Do you feel extroverts create better CEOs? Salespeople? Marketers?
If this is the case, you have a lot of business. Most men and women feel an outgoing personality are crucial for leadership positions and jobs requiring great communication abilities.
Sixty-five percent of senior directors reported that introversion is an impediment to increasing the career ladder in corporate America, according to a survey by theladders.com.
But be careful.
Biases aside, if you employ people, here is what you ought to know: if stacked against each other in a wide array of places, introverts perform equally well--if not better-- more than extroverts.
Look in Warren Buffett, Mark Zuckerberg, Larry Page, Elon Musk, along with Steve Wozniak. All hugely successful leaders. All introverts.
A ten-year study to ascertain the differentiating features of high-performing CEOs demonstrated that introversion and extroversion played a small part in the executive operation. Discussing their study in the Harvard Business Review, the writers wrote:
"Our findings contested many widely-held assumptions. By way of instance, our analysis demonstrated that while Boards frequently gravitate toward magnetic extroverts, introverts are somewhat more likely to surpass the expectations of their investors and boards."
The attributes which distinguish top CEOs, the study demonstrated, include decisiveness in the face of rival perspectives; vested focus on creating value; adaptability in the face of new info and drawbacks; and reliability from producing outcomes.
Importantly, traits related to introversion--such as good listening skills and the willingness to stand alone and make an unpopular choice --correspond to the requirements of direction compared to some traits associated with extroversion: like the requirement to be liked or spontaneously expressing emotions.
Naturally, there are plenty of successful extroverts. And introverted executives occasionally need to learn new skills and behaviors to excel in leadership positions.

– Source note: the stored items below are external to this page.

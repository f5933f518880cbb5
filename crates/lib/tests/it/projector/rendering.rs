use std::sync::Arc;

use kobllux::{
    StateProjector, SurfaceKind,
    constants::{API_KEY, MODEL, SYSTEM_ROLE, USER_NAME},
    projector::MemoryFragment,
};

use crate::helpers::*;

#[test]
fn test_focus_guard_skips_only_the_focused_input() {
    let store = test_store();
    let fragment = Arc::new(MemoryFragment::new());
    let projector = StateProjector::new(SurfaceKind::ChatWidget, store.clone(), fragment.clone());
    let _attached = projector.attach();

    fragment.focus("inputUserId");
    fragment.type_into("inputUserId", "Ana Lu");
    store.set(USER_NAME, "Bia");

    assert_eq!(fragment.input("inputUserId").as_deref(), Some("Ana Lu"));
    assert_eq!(fragment.text("usernameDisplay").as_deref(), Some("Bia"));

    fragment.blur();
    store.set(MODEL, "openai/gpt-4o");
    assert_eq!(fragment.input("inputUserId").as_deref(), Some("Bia"));
    assert_eq!(fragment.input("inputModel").as_deref(), Some("openai/gpt-4o"));
}

#[test]
fn test_attach_renders_defaults() {
    let store = test_store();
    let fragment = Arc::new(MemoryFragment::new());
    let projector = StateProjector::new(SurfaceKind::Dashboard, store, fragment.clone());
    let _attached = projector.attach();

    assert_eq!(fragment.text("user-display").as_deref(), Some("VIAJANTE"));
    assert_eq!(fragment.text("infodose-title").as_deref(), Some("KOBLLUXOS"));
    assert_eq!(fragment.text("current-model").as_deref(), Some("auto"));
    assert_eq!(fragment.text("deck-count").as_deref(), Some("0"));
    assert_eq!(fragment.text("deck-last").as_deref(), Some("-"));
}

#[test]
fn test_surface_cannot_commit_controller_keys() {
    let store = test_store();
    let fragment = Arc::new(MemoryFragment::new());
    let projector = StateProjector::new(SurfaceKind::FloatingCard, store.clone(), fragment.clone());

    for key in [API_KEY, USER_NAME, SYSTEM_ROLE, "fusion_os_data_v2"] {
        let err = projector.commit(key, "x").unwrap_err();
        assert!(err.is_validation_error(), "{key}");
        assert_eq!(store.get_opt(key), None);
    }

    fragment.type_into("inputUser", "Ana");
    assert!(projector.commit_input("inputUser").unwrap_err().is_validation_error());
}

#[test]
fn test_card_and_chat_stay_consistent() {
    let store = test_store();
    let chat_fragment = Arc::new(MemoryFragment::new());
    let card_fragment = Arc::new(MemoryFragment::new());
    let chat = StateProjector::new(SurfaceKind::ChatWidget, store.clone(), chat_fragment.clone());
    let card = StateProjector::new(SurfaceKind::FloatingCard, store.clone(), card_fragment.clone());
    let _a = chat.attach();
    let _b = card.attach();

    store.set(API_KEY, "sk-9");
    assert_eq!(chat_fragment.input("apiKeyInput").as_deref(), Some("sk-9"));
    assert_eq!(card_fragment.input("apiKeyInputSystem").as_deref(), Some("sk-9"));
}
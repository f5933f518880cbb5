//! Canonical entry keys and default values shared by every surface.
//!
//! This module is the single place where entry keys are named. Every surface
//! reads and writes through these constants, and [`owner`] records which
//! component is allowed to write each key.

/// Namespace prefix for entries that surfaces project.
pub const NAMESPACE: &str = "di_";

/// Active API token used for outbound completion requests.
pub const API_KEY: &str = "di_apiKey";

/// Active model identifier.
pub const MODEL: &str = "di_modelName";

/// System role / prompt text.
pub const SYSTEM_ROLE: &str = "di_systemRole";

/// Display name of the local user.
pub const USER_NAME: &str = "di_userName";

/// Reference (asset id or URL) to the active background image.
pub const BG_ACTIVE: &str = "di_bgActive";

/// Reference to the custom style sheet asset.
pub const CUSTOM_CSS: &str = "di_customCss";

/// Theme mode: `day`, `sunset` or `night`.
pub const SOLAR_MODE: &str = "di_solarMode";

/// Auto-theme flag (`"true"` / `"false"`).
pub const SOLAR_AUTO: &str = "di_solarAuto";

/// Product/brand display name.
pub const INFODOSE_NAME: &str = "di_infodoseName";

/// JSON summary of saved conversation snapshots, read by the dashboard.
pub const DECK_META: &str = "di_deckMeta";

/// Credential bundle envelope (plain or encrypted).
pub const CREDENTIAL_BUNDLE: &str = "fusion_os_data_v2";

/// Floating card layout snapshot.
pub const UI_STATE: &str = "fusion_os_ui_state";

/// Literal token for a true boolean entry.
pub const TRUE: &str = "true";

/// Literal token for a false boolean entry.
pub const FALSE: &str = "false";

pub const DEFAULT_USER_NAME: &str = "Viajante";
pub const DEFAULT_INFODOSE_NAME: &str = "KOBLLUX";
pub const DEFAULT_SOLAR_MODE: &str = "night";
pub const DEFAULT_MODEL: &str = "auto";
pub const DEFAULT_SYSTEM_ROLE: &str = "Standard Assistant";

/// Display name held by the controller before anything was stored.
pub const GUEST_NAME: &str = "Convidado";

/// Shown by the dashboard when no snapshot has been saved.
pub const EMPTY_DECK_TITLE: &str = "Memória Vazia";

/// Entries written by [`KeyValueStore::seed_defaults`](crate::KeyValueStore::seed_defaults)
/// when absent.
pub const SEEDED_DEFAULTS: &[(&str, &str)] = &[
    (USER_NAME, DEFAULT_USER_NAME),
    (INFODOSE_NAME, DEFAULT_INFODOSE_NAME),
    (SOLAR_MODE, DEFAULT_SOLAR_MODE),
    (SOLAR_AUTO, TRUE),
];

/// The component allowed to write an entry.
#[derive(Debug, Clone, Copy, PartialEq, Eq)]
pub enum KeyOwner {
    /// Only the master controller writes this key; surfaces are read-only.
    Controller,
    /// Any surface may write this key through a user-initiated action.
    Shared,
}

/// Returns the designated writer of `key`.
pub fn owner(key: &str) -> KeyOwner {
    match key {
        API_KEY | USER_NAME | SYSTEM_ROLE | CREDENTIAL_BUNDLE => KeyOwner::Controller,
        _ => KeyOwner::Shared,
    }
}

Early in his management career, a CEO that I worked would go off on his own to analyze an issue and discover a solution, with no engaging the others in the business --a classic introvert behavior. When he introduced his job, he was amazed that his careful evaluation and ideal answer generated little excitement among his coworkers.
The CEO-to-be heard that he had to engage individuals early on and listen to their ideas before presenting a strategy or solution to a broader group. By generating involvement initially, he discovered he could construct more help and improve execution on the back end.
As an executive recruiter that frequently places salespeople, I can attest that the fantasy that salespeople have to be exceptionally outgoing and gregarious continues to persist--despite persuasive evidence that it just is not true.
An analysis of 35 research, encompassing almost 4,000 salespeople, determined that there's virtually no correlation between extroversion and sales achievement.
A separate study, aptly titled Rethinking the Extraverted Revenue Ideal, rated software salespeople to a scale of 1-to-7, together with 7 being extroverted. Extreme introverts and extreme extroverts performed relatively poorly, while the greatest performers were directly in the center of the range--meaning they exhibited a blend of extroverted and introverted behaviors.
The problem with extreme extroverts, according to the study's author, Adam Grant, is that they don't listen carefully to customers and they often dominate conversations using their particular perspectives and ideas--leaving customers cautious and careful about being manipulated.
By comparison, Grant lasted, sales representatives who hit a balance between introversion and extroversion are far better at understanding their clients' requirements and so are assertive and enthusiastic enough to convince and shut.
Technological tendencies are still moving us further away from your backslapping, joke telling salesman stereotype that many of us grew up.
Years back, sales reps had to perform much more cold calling than now, a requirement that favored extroverts because they prospered in social interaction and dealt better with rejection. Today, with phone blocking and no-call lists which makes it harder to achieve decision makers and sales reps often must rely on well-researched and well-crafted messages to engage clients.
In addition, in a wide range of markets, customers increasingly need customized products and solutions to fulfill their precise requirements --again, a development that favors sales reps who listen, study efficiently and require a much more consultative approach.
The good news to all this is you need not exclude half of the people when you are hiring--if it's a sales rep, a CEO or any other place.
Quiet people often produce the loudest performance.